Fossil Catfishes.—Fossil catfishes are very few in number. Siluridæ, allied to Chlarias, Bagarius, Heterobranchus, and other fresh-water forms of India, are found in the late Tertiary rocks of Sumatra, and catfish spines exist in the Tertiary rocks of the United States. Vertebræ in the Canadian Oligocene have been referred by Cope to species of Ameiurus (A. cancellatus and A. maconnelli). Rhineastes peltatus and six other species, perhaps allied to Pimelodus, have been described by Cope from Eocene of Wyoming and Colorado. Bucklandium diluvii is found in the Eocene London clays, and several species apparently marine, referred to the neighborhood of Tachysurus or Arius, are found in Eocene rocks of England.

There is no evidence that the group of catfishes has any great antiquity, or that its members were ever so numerous and varied as at the present time. The group is evidently derived from scaly ancestors, and its peculiarities are due to specialization of certain parts and degeneration of others.

There is not the slightest reason for regarding the catfishes as direct descendants of the sturgeon or other Ganoid type. They should rather be looked upon as a degenerate and highly modified offshoot from the primitive Characins.

Order Gymnonoti.—At the end of the series of Ostariophysans we may place the Gymnonoti (γυμνός, bare; νῶτος, back). This group contains about thirty species of fishes from the rivers of South America and Central America. All are eel-like in form, though the skeleton with the shoulder-girdle suspended from the cranium is quite unlike that of a true eel. There is no dorsal fin. The vent is at the throat and the anal is excessively long. The gill-opening is small as in the eel, and as in most elongate fishes, the ventral fins are undeveloped. The body is naked or covered with small scales.

Two families are recognized, differing widely in appearance. The Electrophoridæ constitutes by itself Cope's order of Glanencheli (γλανίς, catfish; ἔγχελυς, eel). This group he regards as intermediate between the eel-like catfishes (Chlarias) and the true eels. It is naked and eel-shaped, with a short head and projecting lower jaw like that of the true eel. The single species, Electrophorus electricus, inhabits the rivers of Brazil, reaching a length of six feet, and is the most powerful of all electric fishes. Its electric organs on the tail are derived from modified muscular tissue. They are described on p. 170, Vol. I.

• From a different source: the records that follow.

//! Worked example wiring `panelforge-core`'s admin plugin to `actix-web`,
//! backed by sqlite storage and handlebars templates. Grounded on the
//! teacher's own `examples/http_server/actix_sqlite` binary: an
//! `actix_rt::main` entry point, a `HttpServer` serving the generated
//! routes plus a static-file fallback, and `PORT` read from the
//! environment.
//!
//! This is the one binary in the workspace that installs a `tracing`
//! subscriber; library crates never do this themselves.
use actix_web::{App as ActixApp, HttpServer};
use panelforge_core::{Config, DatabaseIf, DbFieldType, Engine, InfoField, Table};
use std::sync::Arc;

fn widgets_table() -> Table {
    let mut table = Table::new("widgets", "");
    table.info = table
        .info
        .field(InfoField::new("Name", "name", DbFieldType::Text))
        .field(InfoField::new("Quantity", "quantity", DbFieldType::Int));
    table
}

#[actix_rt::main]
async fn main() -> std::io::Result<()> {
    tracing_subscriber::fmt()
        .with_env_filter(tracing_subscriber::EnvFilter::from_default_env())
        .init();

    let sqlite = panelforge_sqlite::SqliteConn::new(std::path::Path::new("panelforge_demo.sqlite"))
        .expect("open sqlite database");
    let hb = panelforge_handlebars::HbTemplEng::new(Some("demos/actix-sqlite/templates"))
        .expect("load handlebars templates");

    let mut engine = Engine::new();
    engine
        .add_config(Config::default())
        .add_database("", DatabaseIf::new(Arc::new(sqlite)))
        .set_template(panelforge_core::TemplEngIf::new(Arc::new(hb)))
        .add_generator("widgets", Arc::new(|_ctx| widgets_table()))
        .add_plugin(Box::new(panelforge_core::admin::AdminPlugin::new()));

    let router = Arc::new(engine.use_host().expect("compile routes"));

    let port: u16 = std::env::var("PORT").ok().and_then(|p| p.parse().ok()).unwrap_or(3000);
    tracing::info!(port, "starting panelforge demo server");

    HttpServer::new(move || {
        ActixApp::new()
            .configure(|cfg| panelforge_actix::mount(cfg, router.clone()))
            .service(actix_files::Files::new("/static", "demos/actix-sqlite/static"))
    })
    .bind(("0.0.0.0", port))?
    .run()
    .await
}
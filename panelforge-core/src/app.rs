//! `App` and `RouterGroup`: the builder surface used to register routes
//! before handing them to [`Engine`](../engine/struct.Engine.html).
//!
use crate::context::Context;
use crate::path::{join, slash, Method};
use crate::trie::Trie;
use std::collections::HashMap;
use std::sync::Arc;

/// A handler: reads and mutates a [`Context`](../context/struct.Context.html)
/// and calls `next()` to continue the chain, or not, to short-circuit it.
///
pub type Handler = Arc<dyn Fn(&mut Context) + Send + Sync>;

struct Route {
    pattern: String,
    method: Method,
    middleware: Vec<Handler>,
    handler: Handler,
    name: Option<String>,
}

/// The root of the route tree. Holds every registered route plus the trie
/// built from them once [`build()`](#method.build) is called.
///
pub struct App {
    prefix_middleware: Vec<Handler>,
    routes: Vec<Route>,
    named: HashMap<String, usize>,
}

impl App {
    pub fn new() -> Self {
        Self { prefix_middleware: Vec::new(), routes: Vec::new(), named: HashMap::new() }
    }

    /// Middleware run ahead of every route registered on this `App`
    /// (directly or through a [`group()`](#method.group)), in registration
    /// order.
    ///
    pub fn use_middleware(&mut self, handler: Handler) -> &mut Self {
        self.prefix_middleware.push(handler);
        self
    }

    /// A [`RouterGroup`](struct.RouterGroup.html) prefixed by `prefix`
    /// (itself [`slash`](../path/fn.slash.html)-normalised), inheriting this
    /// app's middleware.
    ///
    pub fn group<'a>(&'a mut self, prefix: &str) -> RouterGroup<'a> {
        let middleware = self.prefix_middleware.clone();
        RouterGroup {
            app: self,
            prefix: slash(prefix),
            middleware,
        }
    }

    pub fn get(&mut self, pattern: &str, handler: Handler) -> RouteBuilder<'_> {
        self.add(pattern, Method::Get, handler)
    }

    pub fn post(&mut self, pattern: &str, handler: Handler) -> RouteBuilder<'_> {
        self.add(pattern, Method::Post, handler)
    }

    pub fn put(&mut self, pattern: &str, handler: Handler) -> RouteBuilder<'_> {
        self.add(pattern, Method::Put, handler)
    }

    pub fn delete(&mut self, pattern: &str, handler: Handler) -> RouteBuilder<'_> {
        self.add(pattern, Method::Delete, handler)
    }

    pub fn patch(&mut self, pattern: &str, handler: Handler) -> RouteBuilder<'_> {
        self.add(pattern, Method::Patch, handler)
    }

    pub fn any(&mut self, pattern: &str, handler: Handler) -> RouteBuilder<'_> {
        self.add(pattern, Method::Any, handler)
    }

    fn add(&mut self, pattern: &str, method: Method, handler: Handler) -> RouteBuilder<'_> {
        let pattern = slash(pattern);
        self.routes.push(Route {
            pattern,
            method,
            middleware: self.prefix_middleware.clone(),
            handler,
            name: None,
        });
        let idx = self.routes.len() - 1;
        RouteBuilder { app: self, idx }
    }

    /// Compile every registered route into a [`Trie`](../trie/struct.Trie.html)
    /// plus the handler chain each route id resolves to. Route ids are the
    /// routes' registration index, stringified.
    ///
    pub fn build(&self) -> (Trie, Vec<Vec<Handler>>) {
        let mut trie = Trie::new();
        let mut chains = Vec::with_capacity(self.routes.len());
        for (i, route) in self.routes.iter().enumerate() {
            trie.add_path(&route.pattern, route.method, i.to_string());
            let mut chain = route.middleware.clone();
            chain.push(route.handler.clone());
            chains.push(chain);
        }
        (trie, chains)
    }

    /// The registered pattern of each route, in registration order -- the
    /// same order [`build()`](#method.build)'s chains are returned in, so
    /// `route_patterns()[i]` is the pattern behind `chains[i]`.
    ///
    pub fn route_patterns(&self) -> Vec<String> {
        self.routes.iter().map(|r| r.pattern.clone()).collect()
    }

    /// Merge `other`'s routes into this app, offsetting nothing -- callers
    /// merging several plugins' `App`s together should do so before calling
    /// [`build()`](#method.build), since route ids are assigned at build
    /// time from final position.
    ///
    pub fn merge(&mut self, other: App) {
        for route in other.routes {
            self.routes.push(route);
        }
    }

    /// The URL registered under `name` via
    /// [`RouteBuilder::name()`](struct.RouteBuilder.html#method.name), with
    /// `:param` placeholders substituted from `params` in order of
    /// appearance.
    ///
    pub fn url_for(&self, name: &str, params: &[&str]) -> Option<String> {
        let idx = *self.named.get(name)?;
        let mut params = params.iter();
        let mut out = String::new();
        for seg in self.routes[idx].pattern.split('/').filter(|s| !s.is_empty()) {
            out.push('/');
            if seg.starts_with(':') {
                out.push_str(params.next().copied().unwrap_or(""));
            } else {
                out.push_str(seg);
            }
        }
        Some(if out.is_empty() { "/".to_string() } else { out })
    }
}

/// Returned by each of `App`'s/`RouterGroup`'s verb methods so the route can
/// be named in a fluent call: `app.get("/x", h).name("x_show")`.
///
pub struct RouteBuilder<'a> {
    app: &'a mut App,
    idx: usize,
}

impl<'a> RouteBuilder<'a> {
    /// Register this route's pattern under `name` for later
    /// [`App::url_for()`](struct.App.html#method.url_for) lookups.
    ///
    pub fn name(self, name: impl Into<String>) -> Self {
        let name = name.into();
        self.app.routes[self.idx].name = Some(name.clone());
        self.app.named.insert(name, self.idx);
        self
    }
}

/// A prefixed, middleware-scoped view onto an [`App`](struct.App.html).
/// Nested groups compose their prefixes with
/// [`join()`](../path/fn.join.html) and inherit their parent's middleware
/// ahead of their own.
///
pub struct RouterGroup<'a> {
    app: &'a mut App,
    prefix: String,
    middleware: Vec<Handler>,
}

impl<'a> RouterGroup<'a> {
    pub fn use_middleware(mut self, handler: Handler) -> Self {
        self.middleware.push(handler);
        self
    }

    pub fn group<'b>(&'b mut self, prefix: &str) -> RouterGroup<'b> {
        RouterGroup {
            app: self.app,
            prefix: join(&self.prefix, &slash(prefix)),
            middleware: self.middleware.clone(),
        }
    }

    pub fn get(&mut self, pattern: &str, handler: Handler) -> RouteBuilder<'_> {
        self.add(pattern, Method::Get, handler)
    }

    pub fn post(&mut self, pattern: &str, handler: Handler) -> RouteBuilder<'_> {
        self.add(pattern, Method::Post, handler)
    }

    pub fn put(&mut self, pattern: &str, handler: Handler) -> RouteBuilder<'_> {
        self.add(pattern, Method::Put, handler)
    }

    pub fn delete(&mut self, pattern: &str, handler: Handler) -> RouteBuilder<'_> {
        self.add(pattern, Method::Delete, handler)
    }

    pub fn patch(&mut self, pattern: &str, handler: Handler) -> RouteBuilder<'_> {
        self.add(pattern, Method::Patch, handler)
    }

    pub fn any(&mut self, pattern: &str, handler: Handler) -> RouteBuilder<'_> {
        self.add(pattern, Method::Any, handler)
    }

    fn add(&mut self, pattern: &str, method: Method, handler: Handler) -> RouteBuilder<'_> {
        let full_pattern = join(&self.prefix, &slash(pattern));
        let middleware = self.middleware.clone();
        self.app.routes.push(Route {
            pattern: full_pattern,
            method,
            middleware,
            handler,
            name: None,
        });
        let idx = self.app.routes.len() - 1;
        RouteBuilder { app: self.app, idx }
    }
}

#[cfg(test)]
mod tests {
    use super::*;
    use crate::context::RequestData;
    use crate::session::{MemorySessionStore, SessionIf};
    use std::sync::{Arc, Mutex};

    fn noop() -> Handler {
        Arc::new(|c: &mut Context| c.next())
    }

    #[test]
    fn group_prefix_composes_with_nesting() {
        let mut app = App::new();
        {
            let mut admin = app.group("/admin");
            let mut info = admin.group("/info");
            info.get("/:table", noop());
        }
        let (trie, _chains) = app.build();
        assert!(trie
            .find_path("/admin/info/users", Method::Get)
            .is_some());
    }

    #[test]
    fn middleware_runs_before_handler_in_order() {
        let log = Arc::new(Mutex::new(Vec::new()));
        let mut app = App::new();
        let l1 = log.clone();
        app.use_middleware(Arc::new(move |c: &mut Context| {
            l1.lock().unwrap().push("mw");
            c.next();
        }));
        let l2 = log.clone();
        app.get(
            "/x",
            Arc::new(move |_c: &mut Context| {
                l2.lock().unwrap().push("handler");
            }),
        );
        let (trie, chains) = app.build();
        let matched = trie.find_path("/x", Method::Get).unwrap();
        let chain = chains[matched.id.parse::<usize>().unwrap()].clone();
        let session = SessionIf::new(Arc::new(MemorySessionStore::new()));
        let mut ctx = Context::new(RequestData::default(), session, chain);
        ctx.run().unwrap();
        assert_eq!(*log.lock().unwrap(), vec!["mw", "handler"]);
    }

    #[test]
    fn group_inherits_app_middleware() {
        let log = Arc::new(Mutex::new(Vec::new()));
        let mut app = App::new();
        let l1 = log.clone();
        app.use_middleware(Arc::new(move |c: &mut Context| {
            l1.lock().unwrap().push("mw");
            c.next();
        }));
        let l2 = log.clone();
        {
            let mut group = app.group("/admin");
            group.get(
                "/x",
                Arc::new(move |_c: &mut Context| {
                    l2.lock().unwrap().push("handler");
                }),
            );
        }
        let (trie, chains) = app.build();
        let matched = trie.find_path("/admin/x", Method::Get).unwrap();
        let chain = chains[matched.id.parse::<usize>().unwrap()].clone();
        let session = SessionIf::new(Arc::new(MemorySessionStore::new()));
        let mut ctx = Context::new(RequestData::default(), session, chain);
        ctx.run().unwrap();
        assert_eq!(*log.lock().unwrap(), vec!["mw", "handler"]);
    }

    #[test]
    fn url_for_substitutes_named_params() {
        let mut app = App::new();
        app.get("/admin/info/:table", noop()).name("info");
        assert_eq!(
            app.url_for("info", &["users"]),
            Some("/admin/info/users".to_string()),
        );
        assert_eq!(app.url_for("missing", &[]), None);
    }
}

The Gymnotidæ are much smaller in size, with compressed scaly bodies and the mouth at the end of a long snout. The numerous species are all fishes without electric organs. Eigenmannia humboldti of the Panama region is a characteristic species. No fossil Gymnonoti are recorded.

CHAPTER X
THE SCYPHOPHORI, HAPLOMI, AND XENOMI

Order Scyphophori.—The Scyphophori (σκύφος, cup; φορέω, to bear) constitutes a small order which lies apparently between the Gymnonoti and the Isospondyli. Boulenger unites it with the Isospondyli. The species, about seventy-five in number, inhabit the rivers of Africa, where they are important as food-fishes. In all there is a deep cavity on each side of the cranium covered by a thin bony plate, the supertemporal bone. There is no symplectic bone, and the subopercle is very small or concealed. The gill-openings are narrow and there are no pharyngeal teeth. The air-bladder connects with the ear, but not apparently in the same way as with the Ostariophysan fishes, to which, however, the Scyphophori are most nearly related. In all the Scyphophori the body is oblong, covered with cycloid scales, the head is naked, there are no barbels, and the small mouth is at the end of a long snout. All the species possess a peculiar organ on the tail, which with reference to a similar structure in Torpedo and Electrophorus is held to be a degenerate electric organ. According to Günther, "it is without electric functions, but evidently representing a transitional condition from muscular substance to an electric organ. It is an oblong capsule divided into numerous compartments by vertical transverse septa and containing a gelatinous substance."